Tang Xun se retrouva seul, et il avait mal à la tête à force d'y penser. Il finit par s'endormir au milieu de la nuit.

Ils ont un long avenir devant eux, et cette fois-ci, ils ont tout le temps nécessaire pour faire le point sur leurs sentiments.

Chapitre 35

Le méchant a été ressuscité pour la septième fois (35)

La fièvre de Yu Tang dura une quinzaine de jours.

Il souffrait, mais Yu Xiao était ravi.

Quinze jours plus tard, Yu Xiao confectionna deux petites figurines avec les perles qu'elle avait ramassées et les présenta fièrement à Yu Tang. Ce dernier rougit et lui donna une pichenette sur le front jusqu'à ce qu'il devienne écarlate.

Par la suite, Yu Xiao suggéra à Yu Tang d'amener les sirènes à Losa. Malgré ses réserves, Yu Tang finit par accepter.
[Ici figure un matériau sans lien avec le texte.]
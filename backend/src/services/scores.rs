use chrono::{NaiveDate, Utc};
use sqlx::SqlitePool;
use std::collections::HashMap;
use thiserror::Error;
use uuid::Uuid;

use crate::models::CompletionWithTaskRow;
use shared::TaskFrequency;

#[derive(Debug, Error)]
pub enum ScoreError {
    #[error("Database error: {0}")]
    DatabaseError(#[from] sqlx::Error),
}

/// Effective points for a member in a week, derived from validated
/// completions only. Pure read; the caller decides whether to persist.
///
/// - daily tasks: every validated completion counts its own points
/// - weekly tasks: the task's points are awarded exactly once when the
///   validated count reaches `weekly_minimum` (default 1), no matter how far
///   the count exceeds it
/// - completions whose task has been deleted are skipped
/// - validated extra completions are summed on top
pub async fn effective_points(
    pool: &SqlitePool,
    house_id: &Uuid,
    user_id: &Uuid,
    week_start: NaiveDate,
) -> Result<i64, ScoreError> {
    let completions: Vec<CompletionWithTaskRow> = sqlx::query_as(
        r#"
        SELECT c.task_id, c.points_earned,
               t.frequency AS task_frequency,
               t.points AS task_points,
               t.weekly_minimum AS task_weekly_minimum
        FROM task_completions c
        LEFT JOIN tasks t ON t.id = c.task_id
        WHERE c.house_id = ? AND c.user_id = ? AND c.week_start_date = ? AND c.status = 'validated'
        "#,
    )
    .bind(house_id.to_string())
    .bind(user_id.to_string())
    .bind(week_start)
    .fetch_all(pool)
    .await?;

    let extra: i64 = sqlx::query_scalar(
        r#"
        SELECT COALESCE(SUM(points_earned), 0)
        FROM extra_completions
        WHERE house_id = ? AND user_id = ? AND week_start_date = ? AND status = 'validated'
        "#,
    )
    .bind(house_id.to_string())
    .bind(user_id.to_string())
    .bind(week_start)
    .fetch_one(pool)
    .await?;

    Ok(score_completions(&completions) + extra)
}

/// Per-task awards over a member's validated completions for one week.
pub fn score_completions(completions: &[CompletionWithTaskRow]) -> i64 {
    let mut by_task: HashMap<&str, Vec<&CompletionWithTaskRow>> = HashMap::new();
    for completion in completions {
        by_task
            .entry(completion.task_id.as_str())
            .or_default()
            .push(completion);
    }

    let mut total = 0;

    for group in by_task.values() {
        let first = group[0];
        let frequency = match first.task_frequency.as_deref().and_then(|f| f.parse().ok()) {
            Some(f) => f,
            // Task deleted after completion: skip, never crash or count.
            None => continue,
        };

        match frequency {
            TaskFrequency::Daily => {
                total += group.iter().map(|c| c.points_earned).sum::<i64>();
            }
            TaskFrequency::Weekly => {
                let minimum = first.task_weekly_minimum.unwrap_or(1).max(1);
                if group.len() as i64 >= minimum {
                    total += first.task_points.unwrap_or(0);
                }
            }
        }
    }

    total
}

/// Recompute a member's effective points and store them as the week's
/// earned total. Called after every validation and discard; always derived
/// fresh from the full completion set, never incremented, so concurrent
/// recomputations are last-writer-wins safe.
pub async fn recompute_weekly_score(
    pool: &SqlitePool,
    house_id: &Uuid,
    user_id: &Uuid,
    week_start: NaiveDate,
) -> Result<i64, ScoreError> {
    let earned = effective_points(pool, house_id, user_id, week_start).await?;
    let now = Utc::now();

    let updated = sqlx::query(
        r#"
        UPDATE weekly_scores SET points_earned = ?, updated_at = ?
        WHERE house_id = ? AND user_id = ? AND week_start_date = ?
        "#,
    )
    .bind(earned)
    .bind(now)
    .bind(house_id.to_string())
    .bind(user_id.to_string())
    .bind(week_start)
    .execute(pool)
    .await?;

    if updated.rows_affected() == 0 {
        // First activity this week: seed the row with the configured target.
        let target: Option<i64> = sqlx::query_scalar(
            "SELECT points_target_per_person FROM weekly_config WHERE house_id = ? AND week_start_date = ?",
        )
        .bind(house_id.to_string())
        .bind(week_start)
        .fetch_optional(pool)
        .await?;

        sqlx::query(
            r#"
            INSERT INTO weekly_scores
                (id, house_id, user_id, week_start_date, points_target, points_earned, points_carried_over, created_at, updated_at)
            VALUES (?, ?, ?, ?, ?, ?, 0, ?, ?)
            "#,
        )
        .bind(Uuid::new_v4().to_string())
        .bind(house_id.to_string())
        .bind(user_id.to_string())
        .bind(week_start)
        .bind(target.unwrap_or(0))
        .bind(earned)
        .bind(now)
        .bind(now)
        .execute(pool)
        .await?;
    }

    Ok(earned)
}

#[cfg(test)]
mod tests {
    use super::*;

    fn row(
        task_id: &str,
        points_earned: i64,
        frequency: Option<&str>,
        task_points: Option<i64>,
        weekly_minimum: Option<i64>,
    ) -> CompletionWithTaskRow {
        CompletionWithTaskRow {
            task_id: task_id.to_string(),
            points_earned,
            task_frequency: frequency.map(|f| f.to_string()),
            task_points,
            task_weekly_minimum: weekly_minimum,
        }
    }

    #[test]
    fn test_daily_completions_each_count() {
        let completions = vec![
            row("a", 5, Some("daily"), Some(5), None),
            row("a", 5, Some("daily"), Some(5), None),
        ];
        assert_eq!(score_completions(&completions), 10);
    }

    #[test]
    fn test_weekly_threshold_awards_once() {
        let below = vec![
            row("w", 20, Some("weekly"), Some(20), Some(3)),
            row("w", 20, Some("weekly"), Some(20), Some(3)),
        ];
        assert_eq!(score_completions(&below), 0);

        let mut at = below.clone();
        at.push(row("w", 20, Some("weekly"), Some(20), Some(3)));
        assert_eq!(score_completions(&at), 20);

        let mut over = at.clone();
        over.push(row("w", 20, Some("weekly"), Some(20), Some(3)));
        assert_eq!(score_completions(&over), 20);
    }

    #[test]
    fn test_weekly_default_minimum_is_one() {
        let completions = vec![row("w", 15, Some("weekly"), Some(15), None)];
        assert_eq!(score_completions(&completions), 15);
    }

    #[test]
    fn test_deleted_task_completions_are_skipped() {
        let completions = vec![
            row("gone", 50, None, None, None),
            row("a", 5, Some("daily"), Some(5), None),
        ];
        assert_eq!(score_completions(&completions), 5);
    }

    #[test]
    fn test_minimum_below_one_treated_as_one() {
        let completions = vec![row("w", 10, Some("weekly"), Some(10), Some(0))];
        assert_eq!(score_completions(&completions), 10);
    }

    #[test]
    fn test_mixed_tasks_sum_per_task_awards() {
        let completions = vec![
            row("daily", 5, Some("daily"), Some(5), None),
            row("daily", 5, Some("daily"), Some(5), None),
            row("weekly", 20, Some("weekly"), Some(20), Some(2)),
            row("weekly", 20, Some("weekly"), Some(20), Some(2)),
        ];
        assert_eq!(score_completions(&completions), 30);
    }
}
Les deux reprirent le chemin de la mer qu'ils avaient quittée, pour découvrir que le peuple des sirènes était dispersé et anéanti. Le roi et la reine avaient été capturés, et seules une ou deux sirènes avaient réussi à s'échapper. À la vue de Yu Xiao, elles le maudirent.

On dit que c'est lui qui a trahi le peuple des sirènes ! Sinon, le sous-marin de pêche n'aurait pas pu les retrouver aussi vite !

Yu Tang calma le triton et le rassura avant qu'il n'embarque à bord du vaisseau spatial.

L'expression de Yu Xiao se figea : « Tangtang, je suppose que Xu Lanzhe était suivi lorsqu'il est venu nous chercher ce jour-là. »

« Ces derniers temps, la situation politique dans l'Empire d'Oro est particulièrement instable. Avec le prince Xu et la reine d'un côté, il est naturel que certains profitent du chaos pour saboter les opérations. La priorité absolue est de découvrir qui a enlevé les sirènes… »

Yu Tang déclara : « Il pourrait s'agir de nobles de l'Empire d'Oro, ou de personnes de la base de recherche de l'Empire de Jersey mentionnée par Mu Xinglin. Le pire des scénarios serait que les deux camps s'allient et utilisent cet incident comme prétexte pour déclencher une escalade du conflit… »

Il s'est avéré que Yu Tang avait raison.